C. difficile is a bacterium known to cause colitis, with an estimated mortality rate of 6.5% in both non-severe and severe infections.9 Since 2003, CDI has increased in severity and has become more refractory to therapy.10 Historically, the treatment of CDI has been pharmacologically centered. However, nonantibiotic treatment for refractory, complicated cases have evolved and include fecal bacteriotherapy, probiotics, surgery, and monoclonal antibodies against C. difficile toxins.11,12
SBI is a newer nonantibiotic therapy. This plasma protein concentrate is approved by the U.S. Food and Drug Administration and is marketed as a “medical food.”13 Oral preparations of SBI are safe when administered in doses up to 20 g/d and are available by prescription.14 Routine follow-up is suggested to monitor for side effects. The most common complaints include mild nausea, constipation, stomach cramps, headache, and polyuria.3
In vitro, the mechanism of action of SBI occurs through immunoglobulin binding of antigens and subsequent inhibition of antibody-antigen translocation across damaged epithelium via steric exclusion. A reduction in inflammatory cytokine production was seen in this same model, secondary to antigen binding and immune exclusion.15 Similarly, multiple murine trials show a significant reduction in proinflammatory cytokines, resulting in a decreased incidence of mucositis and colitis.4,16 In patients with inflammatory bowel disease who previously failed conventional therapy, co-administration of SBI contributed to symptomatic improvement.5 In the setting of C. difficile, SBI specifically binds and neutralizes endotoxins A and B, reducing their cytotoxic effects.17
In our patient, despite significant improvement after the initiation of SBI, it is probable that the clinical response was multifactorial. Resolution of opioid-induced stasis, in conjunction with improved antibiotic efficacy, could have contributed to the outcome. However, the rapid improvement after the initiation of SBI late in the course of disease should not be overlooked and prompts a more thorough study of the efficacy of SBI.

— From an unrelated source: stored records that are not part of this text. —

//! Signals from the panels to the host UI.
//!
//! The panels never touch rendering primitives. They queue [`UiEvent`]s
//! (focus requests, notices) which the host drains after each action, and
//! keep the current status line so a host timer can dismiss it.

use std::fmt;
use std::time::{Duration, Instant};

/// Auto-dismiss delay for ordinary notices.
pub const NOTICE_DISMISS: Duration = Duration::from_secs(3);

/// Auto-dismiss delay for multi-line notices (generated codes).
pub const LONG_NOTICE_DISMISS: Duration = Duration::from_secs(5);

/// Input field the host can focus.
#[derive(Debug, Clone, PartialEq, Eq, Hash)]
pub enum Field {
    /// Access code input of the validation form.
    AccessCode,
    /// Message input of the comment form.
    CommentMessage,
    /// Message input of the reply form open under the given comment.
    ReplyMessage(String),
}

impl fmt::Display for Field {
    fn fmt(&self, f: &mut fmt::Formatter<'_>) -> fmt::Result {
        match self {
            Self::AccessCode => f.write_str("access code"),
            Self::CommentMessage => f.write_str("comment message"),
            Self::ReplyMessage(id) => write!(f, "reply message for {id}"),
        }
    }
}

#[derive(Debug, Clone, Copy, PartialEq, Eq)]
pub enum NoticeKind {
    Success,
    Error,
}

/// Status message shown to the user.
#[derive(Debug, Clone, PartialEq, Eq)]
pub struct Notice {
    pub kind: NoticeKind,
    pub text: String,
    /// `None` keeps the notice until the next action.
    pub dismiss_after: Option<Duration>,
    pub shown_at: Instant,
}

impl Notice {
    fn new(kind: NoticeKind, text: impl Into<String>, dismiss_after: Option<Duration>) -> Self {
        Self {
            kind,
            text: text.into(),
            dismiss_after,
            shown_at: Instant::now(),
        }
    }

    pub fn success(text: impl Into<String>) -> Self {
        Self::new(NoticeKind::Success, text, Some(NOTICE_DISMISS))
    }

    /// Success notice that stays up longer, for multi-line confirmations.
    pub fn success_long(text: impl Into<String>) -> Self {
        Self::new(NoticeKind::Success, text, Some(LONG_NOTICE_DISMISS))
    }

    /// Error notice that persists until the next action.
    pub fn error(text: impl Into<String>) -> Self {
        Self::new(NoticeKind::Error, text, None)
    }

    /// Error notice that auto-dismisses.
    pub fn error_transient(text: impl Into<String>) -> Self {
        Self::new(NoticeKind::Error, text, Some(NOTICE_DISMISS))
    }

    pub fn is_error(&self) -> bool {
        self.kind == NoticeKind::Error
    }

    /// Whether the notice should be gone at `now`.
    pub fn is_expired(&self, now: Instant) -> bool {
        self.dismiss_after
            .is_some_and(|after| now.saturating_duration_since(self.shown_at) >= after)
    }
}

/// Event for the host UI.
#[derive(Debug, Clone, PartialEq, Eq)]
pub enum UiEvent {
    /// Return keyboard focus to the given input.
    FocusRequested(Field),
    /// Show a status message.
    Notice(Notice),
}

/// Interactive confirmation for irreversible actions.
pub trait Confirm {
    /// Ask the user; `true` means proceed.
    fn confirm(&self, prompt: &str) -> bool;
}

impl<F> Confirm for F
where
    F: Fn(&str) -> bool,
{
    fn confirm(&self, prompt: &str) -> bool {
        self(prompt)
    }
}

/// Status line plus pending events, embedded in each panel.
#[derive(Debug, Default)]
pub(crate) struct Signals {
    status: Option<Notice>,
    events: Vec<UiEvent>,
}

impl Signals {
    pub(crate) fn notify(&mut self, notice: Notice) {
        self.status = Some(notice.clone());
        self.events.push(UiEvent::Notice(notice));
    }

    pub(crate) fn focus(&mut self, field: Field) {
        self.events.push(UiEvent::FocusRequested(field));
    }

    /// Drop the current status at the start of a new action.
    pub(crate) fn clear_status(&mut self) {
        self.status = None;
    }

    pub(crate) fn status(&self) -> Option<&Notice> {
        self.status.as_ref()
    }

    pub(crate) fn drain(&mut self) -> Vec<UiEvent> {
        std::mem::take(&mut self.events)
    }

    pub(crate) fn dismiss_expired(&mut self, now: Instant) {
        if self.status.as_ref().is_some_and(|n| n.is_expired(now)) {
            self.status = None;
        }
    }
}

To our knowledge, this is the first reported case of adjunctive use of SBI in a patient presenting with clinically severe CDI with ileus. Although encouraging results have been demonstrated with murine models, the successful utilization of SBI in a human represents a promising addition to the armamentarium of CDI treatment.
Author contributions: All authors approved the final version of the manuscript. S. Ferm, N. Varadi, and C. Fisher wrote and edited the manuscript. E. Gutkin supervised the manuscript process. C. Fisher is the article guarantor.
Financial disclosure: None to report.
Informed consent was obtained for this case report.